Reviewing Supply Chain Conflicts: Manufacturer Vs Multi-brand Retail

 manufacturer vs multi-brand retail is one of the classic cases of supply chain conflicts.
"managing retailer vs manufacturer conflicts"


Manufacturer vs multi-brand retail conflicts is one of the most classic cases of supply chain conflict, as the manufacturer will want the retailer to work with high service levels as to ensure availability of his product on the shelf. However, a multi-brand retailer across the world or any big departmental store would want to maintain a high product availability at the category level and not on a brand level.
If the cost of substitution of competing brands is not very high, the departmental store does not mind which brand” is available at the store as long as the category product are available. This model is valid for products that do not have a very high level of brand loyalty.

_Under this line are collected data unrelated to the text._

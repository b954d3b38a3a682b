//! Biocanon schema configuration
//!
//! This crate defines the declarative schema surface used by Biocanon: a
//! mapping of type name → declaration (entities and associations) that tells
//! the resolver how to turn raw, source-tagged records into canonical graph
//! nodes and edges.
//!
//! It is intentionally *syntax only*: structural validation (label overlaps,
//! hierarchy cycles, endpoint references) happens when `biocanon-resolve`
//! builds its registry. Keeping the two apart lets tooling load and inspect a
//! broken schema and still get a precise diagnostic from the registry.

pub mod digest;
pub mod schema_config;

pub use schema_config::{
    load_schema_file, parse_schema, parse_schema_json, parse_schema_yaml, PropertyDecl, PropertyType,
    Representation, ScalarKind, SchemaConfig, SchemaConfigError, SchemaFormat, TypeDecl,
};
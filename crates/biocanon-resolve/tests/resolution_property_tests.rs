use biocanon_resolve::{EndpointRef, Registry, Resolver, ResolverConfig, SourceRecord};
use proptest::prelude::*;

const SCHEMA: &str = r#"
gene:
  represented_as: node
  preferred_id: [ncbigene, ensembl, hgnc]
  input_label: gene
drug:
  represented_as: node
  preferred_id: chembl
  input_label: drug
drug affects gene:
  represented_as: edge
  source: drug
  target: gene
  input_label: affects
  properties:
    evidence: str
    note: str
  key_properties: evidence
"#;

fn registry() -> Registry {
    Registry::from_yaml_str(SCHEMA, None).expect("load schema")
}

fn local_id() -> impl Strategy<Value = String> {
    "[A-Z][A-Z0-9]{1,8}"
}

fn label_name() -> impl Strategy<Value = String> {
    "[a-z][a-z0-9_]{0,10}"
}

proptest! {
    #![proptest_config(ProptestConfig::with_cases(64))]

    /// Every label a schema declares resolves back to its type.
    #[test]
    fn declared_labels_round_trip(labels in prop::collection::btree_set(label_name(), 1..12)) {
        let labels: Vec<String> = labels.into_iter().collect();
        let mut yaml = String::new();
        for (i, label) in labels.iter().enumerate() {
            yaml.push_str(&format!("t{i}:\n  represented_as: node\n  input_label: '{label}'\n"));
        }
        let registry = Registry::from_yaml_str(&yaml, None).expect("distinct labels load");
        for (i, label) in labels.iter().enumerate() {
            let def = registry.by_label(label, None).expect("label resolves");
            prop_assert_eq!(&def.name, &format!("t{i}"));
        }
    }

    /// The chosen identifier depends on which authorities are present, never
    /// on the order fields arrive in.
    #[test]
    fn authority_precedence_ignores_field_order(
        ids in prop::collection::vec(proptest::option::of(local_id()), 3),
        shuffle in any::<prop::sample::Index>(),
    ) {
        let registry = registry();
        let config = ResolverConfig::default();
        let resolver = Resolver::new(&registry, &config);

        let authorities = ["ncbigene", "ensembl", "hgnc"];
        let mut present: Vec<(&str, String)> = authorities
            .iter()
            .zip(&ids)
            .filter_map(|(a, id)| id.clone().map(|id| (*a, id)))
            .collect();
        if !present.is_empty() {
            let k = shuffle.index(present.len());
            present.rotate_left(k);
        }

        let mut record = SourceRecord::new("gene");
        for (authority, id) in &present {
            record = record.with_field(*authority, id.as_str());
        }

        let expected = authorities
            .iter()
            .zip(&ids)
            .find_map(|(a, id)| id.as_ref().map(|id| format!("{a}:{id}")));

        match (resolver.resolve(&record), expected) {
            (Ok(resolution), Some(expected)) => {
                prop_assert_eq!(&resolution.nodes[0].id, &expected);
            }
            (Err(_), None) => {}
            (got, expected) => {
                prop_assert!(false, "got {:?}, expected {:?}", got, expected);
            }
        }
    }

    /// Composite keys are a function of the type, the ordered endpoints and
    /// the declared key properties only.
    #[test]
    fn composite_keys_are_deterministic(
        drug in local_id(),
        gene in local_id(),
        evidence in "[a-z]{1,12}",
        note_a in "[a-z ]{0,12}",
        note_b in "[a-z ]{0,12}",
    ) {
        let registry = registry();
        let config = ResolverConfig::default();
        let resolver = Resolver::new(&registry, &config);

        let record = |note: &str| {
            SourceRecord::new("affects")
                .with_field("evidence", evidence.as_str())
                .with_field("note", note)
                .with_endpoints(
                    EndpointRef::new(drug.as_str()).typed("drug"),
                    EndpointRef::new(gene.as_str()).typed("gene"),
                )
        };

        let a = resolver.resolve(&record(&note_a)).expect("resolves");
        let b = resolver.resolve(&record(&note_b)).expect("resolves");
        prop_assert_eq!(&a.edges[0].id, &b.edges[0].id);

        let key = a.edges[0].id.clone().expect("composite key");
        prop_assert!(key.starts_with("drug_affects_gene:"));
    }
}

For example “ Milk, Yoghurt, Cheese, Butter, jams, sauces “ which are mostly generic products”
In the above cases,  the  multi-brand retail chains would like to work on a lower service level as to keep his “overall cost low This substitution model, which the multi chains believe in, is in direct confrontation with the model the manufacturers believe in.  However for a single sourced item in a business to business environment, we don’t see the kind of conflicts we see in “ product categories that are more or less “commodities “.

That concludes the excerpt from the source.